Öl, Minen und Tote

Quito | 21. Oktober 2010. Die Ereignisse vom 30. September 2010, von der Regierung als Putschversuch tituliert, treten mehr und mehr in den Hintergrund. Kürzere Meldungen über die juristischen Ermittlungen finden sich in der Tagespresse. Die letzten Tage war vor allem der Fall von verschütteten Minenarbeitern Meldung Nummer 1. Nachdem weltweit die verschütteten Minenarbeiter in Chile und deren Bergung den Blätterwald dominierten, lief ähnliches im Schnelldurchlauf in Ecuador ab. Wie auch im Fall der Arbeiter von Chile dominiert Voyeurismus und Sensationslust die Meldungen, hier wird ein Hoch auf die Entwicklungen der Technik gefeiert, ewige Betroffnenberichte, wo man sich an der Angst, dem Schmerz, der Hoffung und der Trauer der Angehörigen ergötzt und Betroffenheit vorgibt.
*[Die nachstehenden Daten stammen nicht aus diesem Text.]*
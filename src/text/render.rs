use crate::schema::SpecMessage;

/// Render `message` in text form: one `name: "value"` line per value, fields
/// in wire-number order. Empty messages render as an empty string.
pub fn render_text<M: SpecMessage>(message: &M) -> String {
    let mut out = String::new();
    for field in M::FIELDS {
        for value in message.values(field.number) {
            out.push_str(field.name);
            out.push_str(": \"");
            out.push_str(&escape(value));
            out.push_str("\"\n");
        }
    }
    out
}

fn escape(value: &str) -> String {
    let mut out = String::with_capacity(value.len());
    for c in value.chars() {
        match c {
            '\\' => out.push_str("\\\\"),
            '"' => out.push_str("\\\""),
            '\n' => out.push_str("\\n"),
            '\r' => out.push_str("\\r"),
            '\t' => out.push_str("\\t"),
            _ => out.push(c),
        }
    }
    out
}

#[cfg(test)]
mod tests {
    use super::*;
    use crate::schema::ModelSpec;
    use crate::text::parse_text;
    use pretty_assertions::assert_eq;

    #[test]
    fn renders_in_field_order() {
        let spec = ModelSpec::default().with_tag("gpu").with_signature_name("classify");
        assert_eq!(
            render_text(&spec),
            "model_signature_name: \"classify\"\ntag: \"gpu\"\n"
        );
    }

    #[test]
    fn escaped_values_parse_back() {
        let spec = ModelSpec::new(["quote\"d", "multi\nline"], ["back\\slash"]);
        let parsed: ModelSpec = parse_text(&render_text(&spec), "rendered").unwrap();
        assert_eq!(parsed, spec);
    }
}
»Yasuni ist unser Sauerstoff –
Nein zum Erdöl von ITT, ja zum Leben«

Ein Hoch auf die Arbeitsbedingungen oder Arbeitssicherheit wäre vermutlich auch schwer zu feiern. Eher macht das beharrliche Schweigen über Ursachen solcher »Unfälle« bzw. »Unglücke« stutzig. Arbeitssicherheit, Arbeitstakt, Arbeitsschutz oder gar die Frage nach der grundsätzlichen Notwendigkeit, in der Erde zu wühlen, um Naturressourcen heraus zu holen sind keine Zeile wert.
Im Fall von Chile können sich dann Politiker medienwirksam vor die Kamera begeben und den Sieg der Technik verkünden. Die Arbeiter bleiben das was sie vorher waren; ein Objekt, was man rumschubsen kann. Entweder in den Schacht oder vor die Kamera.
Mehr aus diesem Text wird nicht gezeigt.